Long-term readers might remember that I devoted an issue to antigen testing back in August. Antigen tests are rapid, diagnostic COVID-19 tests that can be used much more quickly and cheaply than their polymerase chain reaction (PCR) counterparts. They don’t require samples to be sent out to laboratories, and some of these tests don’t even require specialized equipment; Abbott’s antigen test only takes a swab, a testing card, and a reagent, and results are available in 15 minutes.
But these tests have lower sensitivity than PCR tests, meaning that they may miss identifying people who are actually infected with COVID-19 (what epidemiologists call false negatives). They’re also less accurate for asymptomatic patients. In order to carefully examine the potential applications of antigen testing, we need both clear public messaging on how the tests should be used, and accessible public data on how the tests are being used already. Right now, I’m not seeing much of either.
When I first covered antigen testing in this newsletter, only three states were publishing antigen test data. Now, we’re up past ten states with clear antigen test totals, with more states reporting antigen positives or otherwise talking about these tests in their press releases and documentation. Pennsylvania, for example, announced that the governor’s office began distributing 250,000 antigen test kits on October 14.
Meanwhile, antigen tests have become a major part of the national testing strategy. Six tests have received Emergency Use Authorization from the FDA. After Abbott’s antigen test was given this okay-to-distribute in late August, the White House quickly purchased 150 million tests and made plans to distribute them across the country. Context: the U.S. has done about 131 million total tests since the pandemic began, according to the COVID Tracking Project’s most recent count.
Clearly, antigen testing is here—and beginning to scale up. But most states are ill-prepared to report the antigen tests going on in their jurisdictions, and federal public health agencies are barely reporting them at all.
I’ve been closely investigating antigen test reporting for the past few weeks, along with my fellow COVID Tracking Project volunteers Quang Nguyen, Kara Schechtman, and others on the Data Quality team. Our analysis was published this past Monday. I highly recommend you give it a read—or, if you are a local reporter, I highly recommend that you use it to investigate antigen test reporting in your state.
But if you just want a summary, you can check out this Twitter thread:
And I’ve explained the two main takeaways below.
First: state antigen test reporting is even less standardized than PCR test reporting. While twelve states and territories do report antigen test totals, nine are combining their antigen test counts with PCR test counts, which makes it difficult to analyze the use of either test type or accurately calculate test positivity rates. The reporting practices in sixteen other states are unclear. And even among those states with antigen test totals, many relegate their totals to obscure parts of their dashboards, fail to publish time series, report misleading test positivity rates, and engage in other practices which make the data difficult for the average dashboard user to interpret.

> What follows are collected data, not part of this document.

//! Application state container.
//!
//! `AppState` is owned by the application root and handed to the
//! presentation layer by reference. It loads every persisted record at
//! startup and writes the affected record back after each mutation.

use std::collections::BTreeSet;
use std::sync::Arc;
use rand::Rng;
use rocketsci_core::{
    AudioSettings, CareerStats, Catalog, DesignRanges, LaunchDesign, LaunchReport, LessonId,
    Module, ModuleId, ModuleStatus, ModuleUnlocked, OnboardingState, ProgressState,
};
use rocketsci_lab::{LaunchModel, MissionPhase, MoonMission};
use rocketsci_progress::{detect_newly_unlocked, ProgressSummary, ProgressTracker};
use rocketsci_storage::{load_or_default, save_record, KeyValueStore};
use serde::Serialize;
use tracing::{info, warn};
use crate::config::AppConfig;
use crate::error::Result;

/// Storage key for completed lessons.
pub const PROGRESS_KEY: &str = "rocket-science-progress";
/// Storage key for career statistics.
pub const CAREER_KEY: &str = "rocket-science-career";
/// Storage key for onboarding flags.
pub const ONBOARDING_KEY: &str = "rocket-science-onboarding";
/// Storage key for audio settings.
pub const AUDIO_KEY: &str = "rocket-science-audio";

type UnlockListener = Box<dyn FnMut(&ModuleUnlocked) + Send>;

/// Everything the presentation layer reads and mutates.
pub struct AppState<S: KeyValueStore> {
    storage: S,
    tracker: ProgressTracker,
    career: CareerStats,
    onboarding: OnboardingState,
    audio: AudioSettings,
    model: LaunchModel,
    ranges: DesignRanges,
    mission: MoonMission,
    /// Unlocked set from the previous computation, for celebration detection
    previous_unlocked: BTreeSet<ModuleId>,
    listeners: Vec<UnlockListener>,
}
//! Notifications raised by the progression core.

use serde::{Deserialize, Serialize};
use crate::catalog::Module;
use crate::id::ModuleId;
use crate::Time;

/// A gated module just became available through user progress.
#[derive(Debug, Clone, PartialEq, Serialize, Deserialize)]
pub struct ModuleUnlocked {
    /// The unlocked module
    pub module_id: ModuleId,

    /// Display name shown in the celebration
    pub title: String,

    /// When the unlock was observed
    pub unlocked_at: Time,
}

impl ModuleUnlocked {
    /// Build the event for `module`, stamped now.
    pub fn new(module: &Module) -> Self {
        Self {
            module_id: module.id.clone(),
            title: module.title.clone(),
            unlocked_at: chrono::Utc::now(),
        }
    }
}
//! In-memory storage, for tests and ephemeral sessions.

use std::collections::HashMap;
use async_trait::async_trait;
use serde_json::Value;
use super::{KeyValueStore, Result};

/// Map-backed store; contents vanish with the value.
#[derive(Debug, Default, Clone)]
pub struct MemoryStorage {
    entries: HashMap<String, Value>,
}

impl MemoryStorage {
    /// Create an empty store.
    pub fn new() -> Self {
        Self::default()
    }

    /// Number of stored keys.
    pub fn len(&self) -> usize {
        self.entries.len()
    }

    /// Whether the store is empty.
    pub fn is_empty(&self) -> bool {
        self.entries.is_empty()
    }
}

#[async_trait]
impl KeyValueStore for MemoryStorage {
    async fn load(&self, key: &str) -> Result<Option<Value>> {
        Ok(self.entries.get(key).cloned())
    }

    async fn save(&mut self, key: &str, value: &Value) -> Result<()> {
        self.entries.insert(key.to_string(), value.clone());
        Ok(())
    }

    async fn remove(&mut self, key: &str) -> Result<()> {
        self.entries.remove(key);
        Ok(())
    }
}

#[cfg(test)]
mod tests {
    use super::*;
    use serde_json::json;

    #[tokio::test]
    async fn test_save_load_remove() {
        let mut storage = MemoryStorage::new();
        assert!(storage.load("k").await.unwrap().is_none());

        storage.save("k", &json!({"a": 1})).await.unwrap();
        assert_eq!(storage.load("k").await.unwrap(), Some(json!({"a": 1})));

        storage.remove("k").await.unwrap();
        storage.remove("k").await.unwrap();
        assert!(storage.is_empty());
    }
}
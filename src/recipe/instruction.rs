use std::fmt;

/// One Dockerfile instruction as emitted by the templates.
#[derive(Debug, Clone, PartialEq, Eq)]
pub enum Instruction {
    From {
        image: String,
        alias: Option<String>,
    },
    Workdir(String),
    Copy {
        sources: Vec<String>,
        dest: String,
        from: Option<String>,
    },
    Run(String),
    Env {
        key: String,
        value: String,
    },
    Expose(u16),
    /// Exec-form command; rendered as a JSON array.
    Cmd(Vec<String>),
}

impl Instruction {
    pub fn from_image(image: impl Into<String>) -> Self {
        Instruction::From {
            image: image.into(),
            alias: None,
        }
    }

    pub fn from_stage(image: impl Into<String>, alias: impl Into<String>) -> Self {
        Instruction::From {
            image: image.into(),
            alias: Some(alias.into()),
        }
    }

    pub fn workdir(dir: impl Into<String>) -> Self {
        Instruction::Workdir(dir.into())
    }

    pub fn copy(sources: &[&str], dest: impl Into<String>) -> Self {
        Instruction::Copy {
            sources: sources.iter().map(|s| s.to_string()).collect(),
            dest: dest.into(),
            from: None,
        }
    }

    pub fn copy_from(stage: impl Into<String>, source: impl Into<String>, dest: impl Into<String>) -> Self {
        Instruction::Copy {
            sources: vec![source.into()],
            dest: dest.into(),
            from: Some(stage.into()),
        }
    }

    pub fn run(command: impl Into<String>) -> Self {
        Instruction::Run(command.into())
    }

    pub fn env(key: impl Into<String>, value: impl Into<String>) -> Self {
        Instruction::Env {
            key: key.into(),
            value: value.into(),
        }
    }

    pub fn cmd<I, S>(args: I) -> Self
    where
        I: IntoIterator<Item = S>,
        S: Into<String>,
    {
        Instruction::Cmd(args.into_iter().map(Into::into).collect())
    }

    pub fn keyword(&self) -> &'static str {
        match self {
            Instruction::From { .. } => "FROM",
            Instruction::Workdir(_) => "WORKDIR",
            Instruction::Copy { .. } => "COPY",
            Instruction::Run(_) => "RUN",
            Instruction::Env { .. } => "ENV",
            Instruction::Expose(_) => "EXPOSE",
            Instruction::Cmd(_) => "CMD",
        }
    }
}

impl fmt::Display for Instruction {
    fn fmt(&self, f: &mut fmt::Formatter<'_>) -> fmt::Result {
        match self {
            Instruction::From { image, alias } => match alias {
                Some(alias) => write!(f, "FROM {} AS {}", image, alias),
                None => write!(f, "FROM {}", image),
            },
            Instruction::Workdir(dir) => write!(f, "WORKDIR {}", dir),
            Instruction::Copy {
                sources,
                dest,
                from,
            } => {
                f.write_str("COPY ")?;
                if let Some(stage) = from {
                    write!(f, "--from={} ", stage)?;
                }
                write!(f, "{} {}", sources.join(" "), dest)
            }
            Instruction::Run(command) => write!(f, "RUN {}", command),
            Instruction::Env { key, value } => write!(f, "ENV {}={}", key, value),
            Instruction::Expose(port) => write!(f, "EXPOSE {}", port),
            Instruction::Cmd(args) => {
                let quoted: Vec<String> = args
                    .iter()
                    .map(|a| serde_json::Value::String(a.clone()).to_string())
                    .collect();
                write!(f, "CMD [{}]", quoted.join(", "))
            }
        }
    }
}

/// Renders instructions one per line with a trailing newline.
pub fn render(instructions: &[Instruction]) -> String {
    let mut out = String::new();
    for instruction in instructions {
        out.push_str(&instruction.to_string());
        out.push('\n');
    }
    out
}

Second: antigen tests reported by states likely represent significant undercounts. Data reporting inconsistences between the county and state levels in Texas, as well as a lack of test reporting from nursing homes, suggest that antigen tests confuse data pipelines. While on-site test processing is great for patients, it cuts out a lab provider which is set up to report all COVID-19 tests to a local health department. Antigen tests may thus be conducted quickly, then not reported. The most damning evidence for underreporting comes from data reported by test maker Quidel. Here’s how the post explains this:
Data shared with Carnegie Mellon University by test maker Quidel revealed that between May 26 and October 9, 2020, more than 3 million of the company’s antigen tests were used in the United States. During that same period, US states reported less than half a million antigen tests in total. In Texas alone, Quidel reported 932,000 of its tests had been used, but the state reported only 143,000 antigen tests during that same period.
Given that Quidel’s antigen test is one of six in use, the true number of antigen tests performed in the United States between late May and the end of September was likely much, much higher, meaning that only a small fraction are being reported by states.
Again: this is for one of six tests in use. America’s current public health data network can’t even account for three million antigen tests—how will it account for 150 million?